No Big Data story is more famous than Google’s claim to be able to track flu outbreaks in real time, much faster than conventional public health surveillance.
In Science, Lazar and colleagues present an analysis and critique of this claim and the actual performance of the Google Flu Trends.
Their finding is that the Google Flu Trends (GFT) consistently over estimates the incidence of flu. In other words, the real time trigger is “too sensitive”, beating the conventional signals in part by “crying wolf”.
These errors are quite important, because this kind of real time prediction is supposed to enable resources to be swiftly deployed, to react to epidemics much quicker than the slower conventional methods allow. But if the real time prediction is a false positive, these resources will be misallocated, and the deployment effort wasted or misdirected.
To the extent that these errors can be assessed (see below), they appear to be due to the use of poor correlates. The GFT is based on analysis of search terms thought to be related to (i.e., correlated with) the outbreak of flu, such as queries about symptoms and medications. This query behavior is only partly driven by actual symptoms, it may, for instance, be triggered by “winter”. (No points will be awarded for detecting winter via Google searches.) It is also possible that social phenomena, such as media hype, can increase interest and fears regardless of symptoms.

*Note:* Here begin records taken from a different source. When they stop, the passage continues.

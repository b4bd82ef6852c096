use rustc_hash::FxHashMap;
use serde_json::Value;

use super::rule_entry::RuleEntry;
use crate::error::{CoreError, CoreResult};
use crate::normalizer::canonicalize;

/// 字典查找结果
/// 区分"未知标识"与"已知标识但无编制说明"，两者对调用方均为静默跳过
#[derive(Debug, Clone, Copy, PartialEq)]
pub enum NoteLookup<'a> {
    Unknown,
    NoNote,
    Note(&'a str),
}

impl<'a> NoteLookup<'a> {
    #[inline]
    pub fn note(self) -> Option<&'a str> {
        match self {
            NoteLookup::Note(n) => Some(n),
            NoteLookup::Unknown | NoteLookup::NoNote => None,
        }
    }
}

/// 规则字典：规范键 → 规则条目
/// 每次收集调用由调用方显式传入，内核不持有全局实例
#[derive(Debug, Clone, Default, PartialEq)]
pub struct RulesDictionary {
    entries: FxHashMap<String, RuleEntry>,
}

impl RulesDictionary {
    pub fn new() -> Self {
        Self::default()
    }

    pub fn with_capacity(capacity: usize) -> Self {
        Self {
            entries: FxHashMap::with_capacity_and_hasher(capacity, Default::default()),
        }
    }

    /// 插入条目，entry.key 为显示名称，插入时规范化；同键条目按字段合并
    pub fn insert(&mut self, mut entry: RuleEntry) {
        entry.key = canonicalize(&entry.key);
        self.insert_canonical(entry);
    }

    /// 插入键已规范化的条目（来自其他字典或缓存）
    /// 规范化不幂等（"Hatred {}" → "hatred " → "hatred"），此处不得再次规范化
    pub fn insert_canonical(&mut self, entry: RuleEntry) {
        match self.entries.get_mut(&entry.key) {
            Some(existing) => {
                log::debug!("[RULES] 合并同键条目: {}", entry.key);
                existing.merge_from(entry);
            }
            None => {
                self.entries.insert(entry.key.clone(), entry);
            }
        }
    }

    /// 便捷构造：键 + 可选编制说明
    pub fn insert_note(&mut self, key: &str, note: Option<&str>) {
        let mut entry = RuleEntry::new(key);
        entry.composition_note = note.map(str::to_string);
        self.insert(entry);
    }

    #[inline]
    pub fn get(&self, key: &str) -> Option<&RuleEntry> {
        self.entries.get(key)
    }

    #[inline]
    pub fn contains_key(&self, key: &str) -> bool {
        self.entries.contains_key(key)
    }

    /// 按规范键查找编制说明（调用方负责规范化）
    #[inline]
    pub fn lookup(&self, key: &str) -> NoteLookup<'_> {
        match self.entries.get(key) {
            None => NoteLookup::Unknown,
            Some(entry) => match entry.note() {
                Some(note) => NoteLookup::Note(note),
                None => NoteLookup::NoNote,
            },
        }
    }

    #[inline]
    pub fn note_for(&self, key: &str) -> Option<&str> {
        self.lookup(key).note()
    }

    pub fn len(&self) -> usize {
        self.entries.len()
    }

    pub fn is_empty(&self) -> bool {
        self.entries.is_empty()
    }

    pub fn iter(&self) -> impl Iterator<Item = (&String, &RuleEntry)> {
        self.entries.iter()
    }

    pub fn entries(&self) -> impl Iterator<Item = &RuleEntry> {
        self.entries.values()
    }

    /// 含编制说明的条目数
    pub fn note_count(&self) -> usize {
        self.entries.values().filter(|e| e.note().is_some()).count()
    }

    /// 合并另一字典：同键按字段覆盖，新键直接插入
    pub fn merge(&mut self, other: RulesDictionary) {
        for (_, entry) in other.entries {
            self.insert_canonical(entry);
        }
    }

    /// 同义词登记：alias 指向 target 的条目副本（两者均为规范键，调用方负责规范化）
    /// alias 已存在或 target 不存在时不做修改，返回 false
    pub fn alias(&mut self, alias: &str, target: &str) -> bool {
        if alias.is_empty() || self.entries.contains_key(alias) {
            return false;
        }
        let Some(target_entry) = self.entries.get(target) else {
            return false;
        };
        let mut aliased = target_entry.clone();
        aliased.key = alias.to_string();
        self.entries.insert(aliased.key.clone(), aliased);
        true
    }

    /// 解析导出的规则映射 JSON：`{ "<显示名>": { url, fullUrl, compositionNote, stats } }`
    pub fn from_rules_map(value: &Value) -> CoreResult<Self> {
        let Value::Object(map) = value else {
            return Err(CoreError::InvalidRulesMap(format!(
                "根节点必须为JSON对象，实际为 {}",
                json_type_name(value)
            )));
        };

        let mut dict = Self::with_capacity(map.len());
        for (display_name, raw_entry) in map {
            if !raw_entry.is_object() {
                return Err(CoreError::InvalidRuleEntry {
                    key: display_name.clone(),
                    reason: format!("条目必须为JSON对象，实际为 {}", json_type_name(raw_entry)),
                });
            }
            let mut entry: RuleEntry = serde_json::from_value(raw_entry.clone())?;
            entry.key = display_name.clone();
            dict.insert(entry);
        }
        Ok(dict)
    }
}

impl FromIterator<RuleEntry> for RulesDictionary {
    fn from_iter<I: IntoIterator<Item = RuleEntry>>(iter: I) -> Self {
        let mut dict = Self::new();
        for entry in iter {
            dict.insert(entry);
        }
        dict
    }
}

pub(crate) fn json_type_name(value: &Value) -> &'static str {
    match value {
        Value::Null => "null",
        Value::Bool(_) => "bool",
        Value::Number(_) => "number",
        Value::String(_) => "string",
        Value::Array(_) => "array",
        Value::Object(_) => "object",
    }
}
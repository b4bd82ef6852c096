//! 配置模块
pub mod rule;

pub use rule::{CustomConfigBuilder, RuleOptions, RuleOrigin, RulesConfig};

Obviously, not everything accurately predicts the actual outbreak of flu. Worse, the dataset contains 50 million terms, while the data to predict is a few thousand points—overfitting is almost guaranteed.
The errors in GFT’s predictions were quite substantial. In fact, the “bad old” conventional reporting, though not real time, was more accurate than GFT for projecting the actual occurrence of flu. This should not be a surprise, since these projections were carefully designed.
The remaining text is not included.